Aaron Craver

No. 29, 32, 34
- Positions: Running back, kick returner

Personal information
- Born: December 18, 1968 (age 57) Los Angeles, California, U.S.
- Listed height: 5 ft 11 in (1.80 m)
- Listed weight: 215 lb (98 kg)

Career information
- High school: Compton (Compton, California)
- College: Fresno State
- NFL draft: 1991: 3rd round, 60th overall pick

Career history

Playing
- Miami Dolphins (1991–1994); Denver Broncos (1995–1996); San Diego Chargers (1997); New Orleans Saints (1998–1999);

Coaching
- Woodbridge High School (2021–2024) Head coach; University High School (2024–present) Head coach;

Career NFL statistics
- Rushing yards: 966
- Rushing average: 4
- Rushing touchdowns: 10
- Stats at Pro Football Reference

= Aaron Craver =

American football player (born 1965)

Aaron LaRenze Craver (born December 18, 1968) is an American former professional football player who was a running back and kick returner in the National Football League (NFL) for the Miami Dolphins, Denver Broncos, San Diego Chargers, and the New Orleans Saints.
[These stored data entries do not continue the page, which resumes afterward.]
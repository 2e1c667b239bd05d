//! Status line on stderr
//!
//! Redraws a single terminal line in place with the indicator text and
//! tooltip. Nothing is drawn while the item is hidden.

use std::io::Write;

use parking_lot::Mutex;

use nyan_core::StatusSink;

#[derive(Debug, Default)]
struct LineState {
    text: String,
    tooltip: String,
    visible: bool,
}

/// Clear the current line and return to column 0
const CLEAR_LINE: &str = "\r\x1b[2K";

/// Render the line for a given state
pub fn render_line(text: &str, tooltip: &str) -> String {
    if tooltip.is_empty() || tooltip == text {
        format!("{CLEAR_LINE}{text}")
    } else {
        format!("{CLEAR_LINE}{text}  {tooltip}")
    }
}

/// Indicator drawn on stderr
#[derive(Debug, Default)]
pub struct StderrSink {
    state: Mutex<LineState>,
}

impl StderrSink {
    /// Create a hidden sink
    pub fn new() -> Self {
        Self::default()
    }

    fn redraw(&self, edit: impl FnOnce(&mut LineState)) {
        let mut state = self.state.lock();
        edit(&mut state);
        let line = if state.visible {
            render_line(&state.text, &state.tooltip)
        } else {
            CLEAR_LINE.to_string()
        };
        let mut stderr = std::io::stderr().lock();
        if let Err(e) = stderr.write_all(line.as_bytes()).and_then(|()| stderr.flush()) {
            tracing::trace!(error = %e, "Failed to draw status line");
        }
    }
}

impl StatusSink for StderrSink {
    fn set_text(&self, text: &str) {
        self.redraw(|state| state.text = text.to_string());
    }

    fn set_tooltip(&self, tooltip: &str) {
        self.redraw(|state| state.tooltip = tooltip.to_string());
    }

    fn set_visible(&self, visible: bool) {
        self.redraw(|state| state.visible = visible);
    }
}

/// Move past the status line before exiting
pub fn finish_line() {
    let mut stderr = std::io::stderr().lock();
    let _ = writeln!(stderr);
}
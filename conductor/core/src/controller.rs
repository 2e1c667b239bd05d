//! Activity Controller
//!
//! Aggregates any number of overlapping contexts into one running/idle state
//! and drives both outputs: the status indicator directly, the panel through
//! the [`PanelProvider`].
//!
//! # Architecture
//!
//! ```text
//!  begin_context ─┐                       ┌──► StatusIndicator (frames / engaged)
//!  end_context  ──┼──► ContextSet ──► start/stop
//!  stop_all     ──┘    (ordered)          └──► PanelProvider ──► PanelSurface
//! ```
//!
//! The controller is a cheap, cloneable handle. Each operation takes the lock,
//! runs to completion and releases it; no lock is ever held across an await.

use std::future::Future;
use std::sync::Arc;
use std::time::Duration;

use parking_lot::Mutex;

use crate::config::{ConfigSnapshot, SettingKey, Settings};
use crate::context::{
    ContextId, ContextSet, COMPLETION_FALLBACK, DEACTIVATED, DEMO_COMPLETE, DEMO_REASON,
    MANUAL_REASON, MANUAL_STOP, WORKING_FALLBACK,
};
use crate::indicator::{StatusIndicator, StatusSink};
use crate::messages::SurfaceEvent;
use crate::provider::{PanelProvider, PanelSurface, PostOutcome, ReadyReport};

/// How long the demo context stays active
pub const DEMO_DURATION: Duration = Duration::from_secs(6);

/// Reveal behaviour when a context begins
#[derive(Clone, Copy, Debug, Default, PartialEq, Eq)]
pub struct StartOptions {
    /// Reveal if the auto-reveal setting allows it
    pub auto_reveal: bool,
    /// Reveal regardless of settings
    pub force_reveal: bool,
}

impl StartOptions {
    /// Reveal subject to the auto-reveal setting
    #[must_use]
    pub fn auto_reveal() -> Self {
        Self {
            auto_reveal: true,
            force_reveal: false,
        }
    }

    /// Always reveal
    #[must_use]
    pub fn force_reveal() -> Self {
        Self {
            auto_reveal: false,
            force_reveal: true,
        }
    }

    fn should_reveal(self, snapshot: &ConfigSnapshot) -> bool {
        self.force_reveal || (self.auto_reveal && snapshot.auto_reveal_on_task)
    }
}

/// Options for [`ActivityController::with_progress`]
#[derive(Clone, Debug, Default, PartialEq, Eq)]
pub struct ProgressOptions {
    /// Context reason (defaults to "Working…")
    pub title: Option<String>,
    /// Reveal subject to the auto-reveal setting
    pub auto_reveal: bool,
    /// Message shown if this is the last context to end
    pub completion_message: Option<String>,
}

impl ProgressOptions {
    /// Options with a title
    pub fn titled(title: impl Into<String>) -> Self {
        Self {
            title: Some(title.into()),
            ..Self::default()
        }
    }

    /// Set auto-reveal
    #[must_use]
    pub fn with_auto_reveal(mut self, auto_reveal: bool) -> Self {
        self.auto_reveal = auto_reveal;
        self
    }

    /// Set the completion message
    #[must_use]
    pub fn with_completion_message(mut self, message: impl Into<String>) -> Self {
        self.completion_message = Some(message.into());
        self
    }
}

/// Point-in-time view of the panel provider
#[derive(Clone, Copy, Debug, Default, PartialEq, Eq)]
pub struct ProviderSnapshot {
    /// A surface is attached
    pub has_surface: bool,
    /// The surface signalled ready
    pub ready: bool,
    /// Messages waiting for readiness
    pub pending: usize,
    /// Deferred reveal, if any
    pub pending_reveal: Option<bool>,
}

struct ControllerState {
    settings: Arc<dyn Settings>,
    indicator: StatusIndicator,
    provider: PanelProvider,
    contexts: ContextSet,
    manual: Option<ContextId>,
    running: bool,
    displayed_reason: String,
    disposed: bool,
}

impl ControllerState {
    fn start(&mut self, reason: &str, options: StartOptions) {
        let snapshot = self.settings.snapshot();

        if !self.running {
            self.running = true;
            tracing::info!(reason, "Activity started");
            let outcome = self.provider.start(reason, &snapshot);
            log_post("start", &outcome);
            if snapshot.enable_status_bar {
                self.indicator.set_visible(true);
            }
            if snapshot.effective_reduced_motion() {
                self.indicator.show_engaged();
            } else {
                self.indicator.begin_animation(snapshot.animation_speed);
            }
        }

        self.displayed_reason = reason.to_string();
        let outcome = self.provider.set_status(reason);
        log_post("status", &outcome);
        if snapshot.enable_status_bar {
            self.indicator.set_tooltip(reason);
        }

        if options.should_reveal(&snapshot) {
            self.provider.reveal(true);
        }
    }

    fn stop(&mut self, reason: &str) {
        if self.running {
            self.running = false;
            tracing::info!(reason, "Activity stopped");
            let outcome = self.provider.stop();
            log_post("stop", &outcome);
        }
        self.displayed_reason = reason.to_string();
        let outcome = self.provider.set_status(reason);
        log_post("status", &outcome);
        self.indicator.show_idle();
    }

    fn begin_context(
        &mut self,
        reason: &str,
        options: StartOptions,
        id: Option<ContextId>,
    ) -> ContextId {
        let id = id.unwrap_or_else(ContextId::generate);
        if self.disposed {
            tracing::warn!(context_id = %id, reason, "Ignoring context begun after dispose");
            return id;
        }
        tracing::debug!(context_id = %id, reason, "Context begun");
        self.contexts.insert(id.clone(), reason);
        self.start(reason, options);
        id
    }

    fn end_context(&mut self, id: &ContextId, completion: Option<&str>) {
        if self.contexts.remove(id).is_none() {
            tracing::trace!(context_id = %id, "Ignoring end of unknown context");
            return;
        }
        tracing::debug!(context_id = %id, remaining = self.contexts.len(), "Context ended");
        if self.manual.as_ref() == Some(id) {
            self.manual = None;
        }

        if self.contexts.is_empty() {
            self.stop(completion.unwrap_or(COMPLETION_FALLBACK));
            return;
        }

        let next = self
            .contexts
            .latest_reason()
            .unwrap_or(WORKING_FALLBACK)
            .to_string();
        self.start(&next, StartOptions::default());
    }

    fn stop_all(&mut self, reason: Option<&str>) {
        if self.disposed {
            return;
        }
        tracing::debug!(cleared = self.contexts.len(), "Stopping all contexts");
        self.contexts.clear();
        self.manual = None;
        self.stop(reason.unwrap_or(COMPLETION_FALLBACK));
    }

    fn refresh_visibility(&self) {
        self.indicator
            .set_visible(self.settings.snapshot().enable_status_bar);
    }
}

fn log_post(kind: &str, outcome: &PostOutcome) {
    if let PostOutcome::Failed(e) = outcome {
        tracing::warn!(kind, error = %e, "Failed to post panel message");
    }
}

/// Context-reference-counted activity controller
#[derive(Clone)]
pub struct ActivityController {
    inner: Arc<Mutex<ControllerState>>,
}

impl ActivityController {
    /// Create an idle controller
    ///
    /// The indicator starts idle and visible according to the current
    /// `enable_status_bar` setting.
    pub fn new(settings: Arc<dyn Settings>, sink: Arc<dyn StatusSink>) -> Self {
        let state = ControllerState {
            indicator: StatusIndicator::new(sink),
            provider: PanelProvider::new(),
            contexts: ContextSet::new(),
            manual: None,
            running: false,
            displayed_reason: COMPLETION_FALLBACK.to_string(),
            disposed: false,
            settings,
        };
        state.refresh_visibility();
        Self {
            inner: Arc::new(Mutex::new(state)),
        }
    }

    /// Begin a context and return its ID
    ///
    /// Uses `id` if given, otherwise generates a fresh one. Never fails.
    pub fn begin_context(
        &self,
        reason: &str,
        options: StartOptions,
        id: Option<ContextId>,
    ) -> ContextId {
        self.inner.lock().begin_context(reason, options, id)
    }

    /// End a context
    ///
    /// Unknown or already-ended IDs are ignored.
    pub fn end_context(&self, id: &ContextId, completion: Option<&str>) {
        self.inner.lock().end_context(id, completion);
    }

    /// Clear every context and go idle
    pub fn stop_all(&self, reason: Option<&str>) {
        self.inner.lock().stop_all(reason);
    }

    /// Run `task` inside a context
    ///
    /// The context ends when the task completes, and also if the returned
    /// future is dropped early or the task panics.
    pub async fn with_progress<F, T>(&self, options: ProgressOptions, task: F) -> T
    where
        F: Future<Output = T>,
    {
        let reason = options.title.as_deref().unwrap_or(WORKING_FALLBACK);
        let start = StartOptions {
            auto_reveal: options.auto_reveal,
            force_reveal: false,
        };
        let id = self.begin_context(reason, start, None);
        let guard = ContextRelease::new(self.clone(), id, options.completion_message);
        let output = task.await;
        drop(guard);
        output
    }

    /// Flip the manual context on or off
    pub fn toggle(&self) {
        let mut state = self.inner.lock();
        if state.disposed {
            tracing::warn!("Ignoring toggle on a disposed controller");
            return;
        }
        if let Some(id) = state.manual.clone() {
            state.end_context(&id, Some(MANUAL_STOP));
            return;
        }
        let id = state.begin_context(
            MANUAL_REASON,
            StartOptions::force_reveal(),
            Some(ContextId::manual()),
        );
        state.manual = Some(id);
    }

    /// Run the demo context for [`DEMO_DURATION`]
    ///
    /// Returns at once on a disposed controller.
    pub async fn play_demo(&self) {
        if self.is_disposed() {
            tracing::warn!("Ignoring demo on a disposed controller");
            return;
        }
        let id = self.begin_context(DEMO_REASON, StartOptions::force_reveal(), None);
        let _guard = ContextRelease::new(self.clone(), id, Some(DEMO_COMPLETE.to_string()));
        tokio::time::sleep(DEMO_DURATION).await;
    }

    /// React to changed settings
    pub fn reconfigure(&self, changed: &[SettingKey]) {
        let mut state = self.inner.lock();
        if state.disposed {
            return;
        }
        if changed.contains(&SettingKey::EnableStatusBar) {
            state.refresh_visibility();
        }
        if !changed.iter().any(|key| key.affects_motion()) {
            return;
        }

        let snapshot = state.settings.snapshot();
        tracing::debug!(
            speed = %snapshot.animation_speed,
            reduced_motion = snapshot.reduced_motion,
            "Motion settings changed"
        );
        let outcome = state.provider.update_configuration(&snapshot);
        log_post("config", &outcome);

        if !state.running {
            return;
        }
        if snapshot.effective_reduced_motion() {
            state.indicator.show_engaged();
        } else {
            state.indicator.begin_animation(snapshot.animation_speed);
        }
    }

    /// Handle a message from the panel
    ///
    /// Returns the ready report for `ready`, `None` otherwise.
    pub fn handle_surface_event(&self, event: SurfaceEvent) -> Option<ReadyReport> {
        match event {
            SurfaceEvent::Ready => {
                let mut state = self.inner.lock();
                let snapshot = state.settings.snapshot();
                let report = state.provider.handle_ready(&snapshot);
                for e in &report.failures {
                    tracing::warn!(error = %e, "Panel message lost during flush");
                }
                Some(report)
            }
            SurfaceEvent::Toggle => {
                self.toggle();
                None
            }
        }
    }

    /// Attach a newly created panel surface
    pub fn resolve_surface(&self, surface: Arc<dyn PanelSurface>) {
        let mut state = self.inner.lock();
        if state.disposed {
            tracing::warn!("Ignoring panel surface for a disposed controller");
            return;
        }
        state.provider.resolve(surface);
    }

    /// The panel surface went away
    pub fn surface_disposed(&self) {
        self.inner.lock().provider.dispose_surface();
    }

    /// Force idle and release the panel
    ///
    /// Safe to call more than once.
    pub fn dispose(&self) {
        let mut state = self.inner.lock();
        if state.disposed {
            return;
        }
        state.stop_all(Some(DEACTIVATED));
        state.indicator.end_animation();
        state.provider.dispose();
        state.disposed = true;
        tracing::info!("Activity controller disposed");
    }

    /// Whether any context is active
    #[must_use]
    pub fn is_running(&self) -> bool {
        self.inner.lock().running
    }

    /// Reason currently displayed
    #[must_use]
    pub fn displayed_reason(&self) -> String {
        self.inner.lock().displayed_reason.clone()
    }

    /// Number of active contexts
    #[must_use]
    pub fn context_count(&self) -> usize {
        self.inner.lock().contexts.len()
    }

    /// ID of the manual context, if active
    #[must_use]
    pub fn manual_context(&self) -> Option<ContextId> {
        self.inner.lock().manual.clone()
    }

    /// Whether the indicator frame timer is live
    #[must_use]
    pub fn is_animating(&self) -> bool {
        self.inner.lock().indicator.is_animating()
    }

    /// Fresh read of the settings the controller uses
    #[must_use]
    pub fn settings_snapshot(&self) -> ConfigSnapshot {
        self.inner.lock().settings.snapshot()
    }

    /// Whether the controller has been disposed
    #[must_use]
    pub fn is_disposed(&self) -> bool {
        self.inner.lock().disposed
    }

    /// Current provider state
    #[must_use]
    pub fn provider_snapshot(&self) -> ProviderSnapshot {
        let state = self.inner.lock();
        ProviderSnapshot {
            has_surface: state.provider.has_surface(),
            ready: state.provider.is_ready(),
            pending: state.provider.pending_len(),
            pending_reveal: state.provider.pending_reveal(),
        }
    }
}

impl std::fmt::Debug for ActivityController {
    fn fmt(&self, f: &mut std::fmt::Formatter<'_>) -> std::fmt::Result {
        let state = self.inner.lock();
        f.debug_struct("ActivityController")
            .field("running", &state.running)
            .field("contexts", &state.contexts.len())
            .field("displayed_reason", &state.displayed_reason)
            .field("disposed", &state.disposed)
            .finish_non_exhaustive()
    }
}

/// Ends a context when dropped
struct ContextRelease {
    controller: ActivityController,
    id: ContextId,
    completion: Option<String>,
}

impl ContextRelease {
    fn new(controller: ActivityController, id: ContextId, completion: Option<String>) -> Self {
        Self {
            controller,
            id,
            completion,
        }
    }
}

impl Drop for ContextRelease {
    fn drop(&mut self) {
        if std::thread::panicking() {
            tracing::warn!(context_id = %self.id, "Ending context after panic");
        }
        self.controller
            .end_context(&self.id, self.completion.as_deref());
    }
}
He played college football for the Fresno State Bulldogs. The Dolphins selected him in the third round of the 1991 NFL draft. Craver is the only football player to catch a touchdown pass from John Elway and Dan Marino. In 2006, he was inducted into the Fresno County Athletic Hall of Fame. Craver is currently the football coach at University High School in Irvine, California.